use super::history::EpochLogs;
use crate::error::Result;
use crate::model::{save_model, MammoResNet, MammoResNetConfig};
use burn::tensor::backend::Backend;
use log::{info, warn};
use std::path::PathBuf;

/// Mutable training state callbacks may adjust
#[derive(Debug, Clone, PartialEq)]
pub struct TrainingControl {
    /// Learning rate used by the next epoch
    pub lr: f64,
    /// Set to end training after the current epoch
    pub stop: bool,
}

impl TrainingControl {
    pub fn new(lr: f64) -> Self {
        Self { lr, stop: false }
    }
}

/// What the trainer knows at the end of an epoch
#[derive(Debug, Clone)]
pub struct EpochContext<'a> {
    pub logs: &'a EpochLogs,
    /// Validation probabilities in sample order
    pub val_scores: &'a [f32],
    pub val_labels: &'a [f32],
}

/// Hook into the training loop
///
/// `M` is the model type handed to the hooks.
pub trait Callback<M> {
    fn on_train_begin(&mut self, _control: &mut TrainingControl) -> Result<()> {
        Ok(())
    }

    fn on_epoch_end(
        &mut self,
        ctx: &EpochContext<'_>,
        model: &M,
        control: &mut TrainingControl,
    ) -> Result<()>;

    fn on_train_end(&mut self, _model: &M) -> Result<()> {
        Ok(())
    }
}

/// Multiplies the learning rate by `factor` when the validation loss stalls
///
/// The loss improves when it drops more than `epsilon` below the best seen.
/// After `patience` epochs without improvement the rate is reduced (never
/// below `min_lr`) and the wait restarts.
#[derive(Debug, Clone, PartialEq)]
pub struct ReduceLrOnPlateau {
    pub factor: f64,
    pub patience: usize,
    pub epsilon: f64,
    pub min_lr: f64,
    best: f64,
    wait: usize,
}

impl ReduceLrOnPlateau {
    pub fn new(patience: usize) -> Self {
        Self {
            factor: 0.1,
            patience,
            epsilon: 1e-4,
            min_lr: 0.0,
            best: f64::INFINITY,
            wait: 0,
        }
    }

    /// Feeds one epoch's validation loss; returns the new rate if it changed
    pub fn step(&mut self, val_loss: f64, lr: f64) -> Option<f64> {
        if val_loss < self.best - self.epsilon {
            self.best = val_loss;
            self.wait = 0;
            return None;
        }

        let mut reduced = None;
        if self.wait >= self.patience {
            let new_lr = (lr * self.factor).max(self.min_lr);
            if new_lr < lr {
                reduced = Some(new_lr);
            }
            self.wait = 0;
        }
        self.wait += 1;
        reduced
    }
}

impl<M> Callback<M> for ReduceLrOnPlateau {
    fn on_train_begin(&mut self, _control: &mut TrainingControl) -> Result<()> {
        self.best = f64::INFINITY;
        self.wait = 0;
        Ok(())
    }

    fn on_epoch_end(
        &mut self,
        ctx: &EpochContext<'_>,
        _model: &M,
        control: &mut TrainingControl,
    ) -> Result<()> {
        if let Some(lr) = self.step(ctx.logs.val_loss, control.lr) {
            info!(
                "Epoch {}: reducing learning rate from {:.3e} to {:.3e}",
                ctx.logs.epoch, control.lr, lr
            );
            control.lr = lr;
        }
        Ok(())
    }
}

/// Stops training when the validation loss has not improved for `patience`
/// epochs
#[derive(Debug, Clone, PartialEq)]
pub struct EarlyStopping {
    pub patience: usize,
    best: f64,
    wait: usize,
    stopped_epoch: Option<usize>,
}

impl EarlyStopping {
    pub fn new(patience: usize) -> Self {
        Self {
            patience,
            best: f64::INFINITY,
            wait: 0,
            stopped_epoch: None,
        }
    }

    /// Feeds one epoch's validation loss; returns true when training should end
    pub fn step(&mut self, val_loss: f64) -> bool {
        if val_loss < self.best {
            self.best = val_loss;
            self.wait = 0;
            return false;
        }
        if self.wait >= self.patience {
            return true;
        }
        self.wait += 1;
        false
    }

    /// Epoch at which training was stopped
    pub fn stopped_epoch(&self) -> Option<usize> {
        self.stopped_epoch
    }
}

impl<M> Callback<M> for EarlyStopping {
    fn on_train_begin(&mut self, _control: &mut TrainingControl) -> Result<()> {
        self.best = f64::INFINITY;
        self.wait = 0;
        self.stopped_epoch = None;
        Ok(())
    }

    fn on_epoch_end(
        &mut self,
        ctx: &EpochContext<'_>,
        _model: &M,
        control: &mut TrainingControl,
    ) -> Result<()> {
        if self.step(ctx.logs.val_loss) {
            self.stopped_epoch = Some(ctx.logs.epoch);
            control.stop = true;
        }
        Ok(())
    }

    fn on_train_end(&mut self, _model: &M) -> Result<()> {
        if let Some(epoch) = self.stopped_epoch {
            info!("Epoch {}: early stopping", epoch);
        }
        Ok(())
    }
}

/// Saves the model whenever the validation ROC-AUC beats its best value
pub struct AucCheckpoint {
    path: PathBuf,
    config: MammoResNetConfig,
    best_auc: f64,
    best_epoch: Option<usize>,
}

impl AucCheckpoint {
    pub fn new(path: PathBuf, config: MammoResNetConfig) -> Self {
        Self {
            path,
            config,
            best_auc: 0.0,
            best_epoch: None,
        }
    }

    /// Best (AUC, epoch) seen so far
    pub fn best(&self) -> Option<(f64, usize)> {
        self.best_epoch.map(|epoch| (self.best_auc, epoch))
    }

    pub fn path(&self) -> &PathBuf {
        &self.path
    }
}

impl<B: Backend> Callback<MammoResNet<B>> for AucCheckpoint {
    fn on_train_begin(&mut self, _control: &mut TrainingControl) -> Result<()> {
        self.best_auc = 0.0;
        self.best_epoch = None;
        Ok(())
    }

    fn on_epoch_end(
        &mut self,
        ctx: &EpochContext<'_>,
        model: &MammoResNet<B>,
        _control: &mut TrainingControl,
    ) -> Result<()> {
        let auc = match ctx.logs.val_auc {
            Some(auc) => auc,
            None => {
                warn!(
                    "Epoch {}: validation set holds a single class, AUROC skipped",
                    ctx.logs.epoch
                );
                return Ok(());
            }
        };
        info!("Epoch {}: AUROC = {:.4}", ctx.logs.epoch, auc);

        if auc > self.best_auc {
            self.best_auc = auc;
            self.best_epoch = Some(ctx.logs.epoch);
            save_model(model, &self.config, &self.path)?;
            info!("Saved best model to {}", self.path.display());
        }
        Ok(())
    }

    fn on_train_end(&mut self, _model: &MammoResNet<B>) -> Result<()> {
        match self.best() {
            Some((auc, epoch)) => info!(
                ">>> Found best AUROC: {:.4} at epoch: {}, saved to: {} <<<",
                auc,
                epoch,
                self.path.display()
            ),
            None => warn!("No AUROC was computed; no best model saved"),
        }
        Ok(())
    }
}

□ □ □

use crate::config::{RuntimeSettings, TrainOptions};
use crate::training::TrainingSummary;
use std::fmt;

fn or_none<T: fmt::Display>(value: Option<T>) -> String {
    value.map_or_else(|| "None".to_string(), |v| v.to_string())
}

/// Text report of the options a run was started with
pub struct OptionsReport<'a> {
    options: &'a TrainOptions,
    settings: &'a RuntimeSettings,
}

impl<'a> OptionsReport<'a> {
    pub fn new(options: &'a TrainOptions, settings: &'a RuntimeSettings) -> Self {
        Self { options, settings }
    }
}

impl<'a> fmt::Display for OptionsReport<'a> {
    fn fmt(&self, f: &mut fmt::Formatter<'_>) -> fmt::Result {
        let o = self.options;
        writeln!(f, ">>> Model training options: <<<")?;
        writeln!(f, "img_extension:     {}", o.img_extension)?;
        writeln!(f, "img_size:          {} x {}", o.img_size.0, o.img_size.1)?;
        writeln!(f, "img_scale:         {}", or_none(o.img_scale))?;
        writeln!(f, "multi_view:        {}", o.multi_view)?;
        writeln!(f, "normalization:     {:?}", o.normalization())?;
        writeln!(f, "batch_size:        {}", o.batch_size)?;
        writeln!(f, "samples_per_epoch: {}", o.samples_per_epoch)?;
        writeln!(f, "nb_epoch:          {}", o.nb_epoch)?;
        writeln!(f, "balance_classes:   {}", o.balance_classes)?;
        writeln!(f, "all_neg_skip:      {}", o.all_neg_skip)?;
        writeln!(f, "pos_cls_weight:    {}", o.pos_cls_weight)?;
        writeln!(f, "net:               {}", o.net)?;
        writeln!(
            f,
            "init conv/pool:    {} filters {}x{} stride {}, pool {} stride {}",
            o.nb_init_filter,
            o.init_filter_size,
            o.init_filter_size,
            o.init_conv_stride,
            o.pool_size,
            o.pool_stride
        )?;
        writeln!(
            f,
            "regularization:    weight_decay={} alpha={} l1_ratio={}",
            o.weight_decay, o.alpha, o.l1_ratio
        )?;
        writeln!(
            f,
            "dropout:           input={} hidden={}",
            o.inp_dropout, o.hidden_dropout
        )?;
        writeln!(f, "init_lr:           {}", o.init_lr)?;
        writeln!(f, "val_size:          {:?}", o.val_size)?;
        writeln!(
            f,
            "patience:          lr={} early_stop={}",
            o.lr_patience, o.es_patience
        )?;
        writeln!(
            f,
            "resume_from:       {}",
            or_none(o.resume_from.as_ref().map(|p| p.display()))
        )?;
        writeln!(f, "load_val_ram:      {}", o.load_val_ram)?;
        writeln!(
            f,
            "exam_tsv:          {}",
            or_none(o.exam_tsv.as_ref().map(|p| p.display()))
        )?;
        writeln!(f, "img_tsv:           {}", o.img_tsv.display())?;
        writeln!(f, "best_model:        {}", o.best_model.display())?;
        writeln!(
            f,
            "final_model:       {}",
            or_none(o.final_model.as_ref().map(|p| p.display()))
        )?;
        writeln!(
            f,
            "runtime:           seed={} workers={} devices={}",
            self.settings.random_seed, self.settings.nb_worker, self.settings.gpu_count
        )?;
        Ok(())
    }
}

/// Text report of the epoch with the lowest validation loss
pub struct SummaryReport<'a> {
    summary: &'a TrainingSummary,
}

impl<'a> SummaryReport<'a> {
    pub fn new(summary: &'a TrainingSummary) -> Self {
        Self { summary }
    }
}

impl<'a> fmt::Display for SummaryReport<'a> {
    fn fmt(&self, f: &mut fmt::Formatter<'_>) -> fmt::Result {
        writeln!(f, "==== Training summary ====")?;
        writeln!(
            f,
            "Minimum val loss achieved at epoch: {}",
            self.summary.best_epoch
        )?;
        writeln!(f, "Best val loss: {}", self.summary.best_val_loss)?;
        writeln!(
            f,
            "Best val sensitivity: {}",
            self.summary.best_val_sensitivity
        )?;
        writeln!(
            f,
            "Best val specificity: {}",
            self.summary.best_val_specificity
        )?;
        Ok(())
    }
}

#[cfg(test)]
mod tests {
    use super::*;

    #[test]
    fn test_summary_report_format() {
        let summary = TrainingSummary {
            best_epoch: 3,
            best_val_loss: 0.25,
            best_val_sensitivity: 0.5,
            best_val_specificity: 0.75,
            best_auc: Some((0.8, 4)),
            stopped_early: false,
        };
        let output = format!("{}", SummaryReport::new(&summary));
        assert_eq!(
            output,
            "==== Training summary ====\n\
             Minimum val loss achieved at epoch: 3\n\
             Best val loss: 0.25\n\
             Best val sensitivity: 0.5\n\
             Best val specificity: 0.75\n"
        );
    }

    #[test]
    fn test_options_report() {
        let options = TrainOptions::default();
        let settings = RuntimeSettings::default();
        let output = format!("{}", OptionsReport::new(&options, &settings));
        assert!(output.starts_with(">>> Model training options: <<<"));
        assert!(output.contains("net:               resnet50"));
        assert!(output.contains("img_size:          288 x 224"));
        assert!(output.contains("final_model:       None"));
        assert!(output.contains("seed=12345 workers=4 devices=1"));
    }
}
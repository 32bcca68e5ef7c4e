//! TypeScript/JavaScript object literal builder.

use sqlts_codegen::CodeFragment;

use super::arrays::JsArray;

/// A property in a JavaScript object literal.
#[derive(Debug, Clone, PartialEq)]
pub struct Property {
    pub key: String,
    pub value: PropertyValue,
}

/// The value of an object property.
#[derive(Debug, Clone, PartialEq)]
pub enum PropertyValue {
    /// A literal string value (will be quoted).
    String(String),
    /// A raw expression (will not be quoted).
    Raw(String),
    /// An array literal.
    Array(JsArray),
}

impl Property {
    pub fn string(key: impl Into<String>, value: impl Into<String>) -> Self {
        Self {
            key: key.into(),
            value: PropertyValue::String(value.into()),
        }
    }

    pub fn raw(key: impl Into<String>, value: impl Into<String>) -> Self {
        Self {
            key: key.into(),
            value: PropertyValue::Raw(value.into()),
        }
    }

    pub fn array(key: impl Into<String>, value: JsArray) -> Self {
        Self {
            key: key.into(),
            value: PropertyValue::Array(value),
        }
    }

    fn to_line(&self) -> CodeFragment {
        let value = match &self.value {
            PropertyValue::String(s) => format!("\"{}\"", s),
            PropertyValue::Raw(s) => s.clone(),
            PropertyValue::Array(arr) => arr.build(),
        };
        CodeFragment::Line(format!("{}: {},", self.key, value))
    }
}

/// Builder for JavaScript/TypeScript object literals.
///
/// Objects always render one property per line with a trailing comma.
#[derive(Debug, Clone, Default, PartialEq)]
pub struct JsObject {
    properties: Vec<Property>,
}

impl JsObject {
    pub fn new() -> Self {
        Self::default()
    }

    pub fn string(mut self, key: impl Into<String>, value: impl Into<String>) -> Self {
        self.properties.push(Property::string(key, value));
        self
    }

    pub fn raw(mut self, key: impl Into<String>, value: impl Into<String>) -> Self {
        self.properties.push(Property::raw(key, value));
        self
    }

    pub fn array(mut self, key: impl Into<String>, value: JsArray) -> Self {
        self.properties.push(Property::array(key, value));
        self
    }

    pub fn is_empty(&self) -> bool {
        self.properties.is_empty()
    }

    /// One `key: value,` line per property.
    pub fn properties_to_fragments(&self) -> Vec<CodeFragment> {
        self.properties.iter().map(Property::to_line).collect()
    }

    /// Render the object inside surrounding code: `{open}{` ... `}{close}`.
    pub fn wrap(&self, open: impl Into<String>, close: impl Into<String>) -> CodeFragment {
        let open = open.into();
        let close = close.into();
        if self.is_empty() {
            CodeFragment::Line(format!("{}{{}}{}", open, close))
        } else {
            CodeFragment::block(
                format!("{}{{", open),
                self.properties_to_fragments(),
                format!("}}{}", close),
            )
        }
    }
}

□ □ □

_Task details_
Retype exactly the lines above, from the one with "use super::history::EpochLogs;" through the one with "pub fn new(lr: f64)", inclusive.

_Result for this task_
use super::history::EpochLogs;
use crate::error::Result;
use crate::model::{save_model, MammoResNet, MammoResNetConfig};
use burn::tensor::backend::Backend;
use log::{info, warn};
use std::path::PathBuf;

/// Mutable training state callbacks may adjust
#[derive(Debug, Clone, PartialEq)]
pub struct TrainingControl {
    /// Learning rate used by the next epoch
    pub lr: f64,
    /// Set to end training after the current epoch
    pub stop: bool,
}

impl TrainingControl {
    pub fn new(lr: f64) -> Self {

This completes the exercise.